═════ DATA RECORDS ═════

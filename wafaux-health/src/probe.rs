//! Health-check invocation
//!
//! A [`HealthProbe`] performs one health check and reports a tagged
//! [`ProbeOutcome`]. Turning that outcome into HTTP lives in
//! [`crate::response`], so either half can be tested alone.

use std::{
    path::PathBuf,
    process::{ExitStatus, Stdio},
    time::{Duration, Instant},
};

use async_trait::async_trait;
use serde_json::Value;
use tokio::process::Command;

use crate::{HealthConfig, ProbeError};

/// Result of a single health-check invocation
#[derive(Debug)]
pub enum ProbeOutcome {
    /// Exit status 0 with a JSON report
    Healthy(Value),

    /// Non-zero exit status
    Unhealthy(UnhealthyReport),

    /// The check did not finish within the deadline and was killed
    TimedOut(Duration),

    /// The check could not be run or its output could not be read
    Failed(ProbeError),
}

/// What an unhealthy check printed
#[derive(Debug, Clone, PartialEq, Eq)]
pub enum UnhealthyReport {
    /// Stdout parsed as JSON
    Json(Value),

    /// Stdout was not JSON. Kept for the server log only.
    Raw {
        exit_code: Option<i32>,
        stdout: String,
        stderr: String,
    },
}

impl ProbeOutcome {
    /// Classify a finished process from its exit status and captured output
    #[must_use]
    pub fn from_output(status: ExitStatus, stdout: &[u8], stderr: &[u8]) -> Self {
        let report = serde_json::from_slice::<Value>(stdout);

        match (status.success(), report) {
            (true, Ok(report)) => Self::Healthy(report),
            (true, Err(err)) => Self::Failed(ProbeError::MalformedReport(err)),
            (false, Ok(report)) => Self::Unhealthy(UnhealthyReport::Json(report)),
            (false, Err(_)) => Self::Unhealthy(UnhealthyReport::Raw {
                exit_code: status.code(),
                stdout: String::from_utf8_lossy(stdout).into_owned(),
                stderr: String::from_utf8_lossy(stderr).into_owned(),
            }),
        }
    }
}

/// Something that can answer "is the engine healthy?"
#[async_trait]
pub trait HealthProbe: Send + Sync {
    /// Run one health check
    ///
    /// Must return within a bounded time; implementations enforce their own
    /// deadline.
    async fn probe(&self) -> ProbeOutcome;
}

/// Runs an external executable as the health check
#[derive(Debug, Clone)]
pub struct ScriptProbe {
    script: PathBuf,
    args: Vec<String>,
    working_dir: PathBuf,
    timeout: Duration,
}

impl ScriptProbe {
    #[must_use]
    pub fn new(
        script: impl Into<PathBuf>,
        args: Vec<String>,
        working_dir: impl Into<PathBuf>,
        timeout: Duration,
    ) -> Self {
        Self {
            script: script.into(),
            args,
            working_dir: working_dir.into(),
            timeout,
        }
    }

    #[must_use]
    pub fn from_config(config: &HealthConfig) -> Self {
        Self::new(
            config.script.clone(),
            config.args.clone(),
            config.working_dir.clone(),
            config.timeout(),
        )
    }
}

#[async_trait]
impl HealthProbe for ScriptProbe {
    async fn probe(&self) -> ProbeOutcome {
        let started = Instant::now();

        let mut command = Command::new(&self.script);
        command
            .args(&self.args)
            .current_dir(&self.working_dir)
            .stdin(Stdio::null())
            .stdout(Stdio::piped())
            .stderr(Stdio::piped())
            .kill_on_drop(true);

        // Own process group, so a timeout can take down everything the
        // check started and not just the check itself
        #[cfg(unix)]
        command.process_group(0);

        let child = command.spawn();

        let child = match child {
            Ok(child) => child,
            Err(source) => {
                return ProbeOutcome::Failed(ProbeError::Spawn {
                    script: self.script.clone(),
                    source,
                });
            }
        };

        let pid = child.id();
        tracing::debug!(
            script = %self.script.display(),
            pid,
            "Health check started"
        );

        // The child itself is killed when `wait` is dropped
        let wait = child.wait_with_output();
        tokio::pin!(wait);

        let outcome = match tokio::time::timeout(self.timeout, &mut wait).await {
            Ok(Ok(output)) => ProbeOutcome::from_output(output.status, &output.stdout, &output.stderr),
            Ok(Err(err)) => ProbeOutcome::Failed(ProbeError::Io(err)),
            Err(_) => {
                // Leader not yet reaped, so the group id cannot have been reused
                if let Some(pid) = pid {
                    kill_process_group(pid);
                }
                ProbeOutcome::TimedOut(self.timeout)
            }
        };

        tracing::debug!(
            script = %self.script.display(),
            elapsed_ms = started.elapsed().as_millis(),
            "Health check finished"
        );

        outcome
    }
}

/// Send `SIGKILL` to every process in the group led by `pgid`
#[cfg(unix)]
fn kill_process_group(pgid: u32) {
    let Ok(pgid) = libc::pid_t::try_from(pgid) else {
        return;
    };

    // SAFETY: killpg takes plain integers and touches no memory of ours
    if unsafe { libc::killpg(pgid, libc::SIGKILL) } != 0 {
        let err = std::io::Error::last_os_error();
        // ESRCH: the whole group already exited
        if err.raw_os_error() != Some(libc::ESRCH) {
            tracing::warn!(error = %err, pgid, "Failed to kill health check process group");
        }
    }
}

#[cfg(not(unix))]
const fn kill_process_group(_pgid: u32) {}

═════

* WHAT THIS TASK INVOLVES
Give back every line from the beginning of the records through the line holding "parsed as JSON", exactly as it reads, and leave out the rest.

* SOLVED PROBLEM
filename wafaux-health/src/probe.rs
//! Health-check invocation
//!
//! A [`HealthProbe`] performs one health check and reports a tagged
//! [`ProbeOutcome`]. Turning that outcome into HTTP lives in
//! [`crate::response`], so either half can be tested alone.

use std::{
    path::PathBuf,
    process::{ExitStatus, Stdio},
    time::{Duration, Instant},
};

use async_trait::async_trait;
use serde_json::Value;
use tokio::process::Command;

use crate::{HealthConfig, ProbeError};

/// Result of a single health-check invocation
#[derive(Debug)]
pub enum ProbeOutcome {
    /// Exit status 0 with a JSON report
    Healthy(Value),

    /// Non-zero exit status
    Unhealthy(UnhealthyReport),

    /// The check did not finish within the deadline and was killed
    TimedOut(Duration),

    /// The check could not be run or its output could not be read
    Failed(ProbeError),
}

/// What an unhealthy check printed
#[derive(Debug, Clone, PartialEq, Eq)]
pub enum UnhealthyReport {
    /// Stdout parsed as JSON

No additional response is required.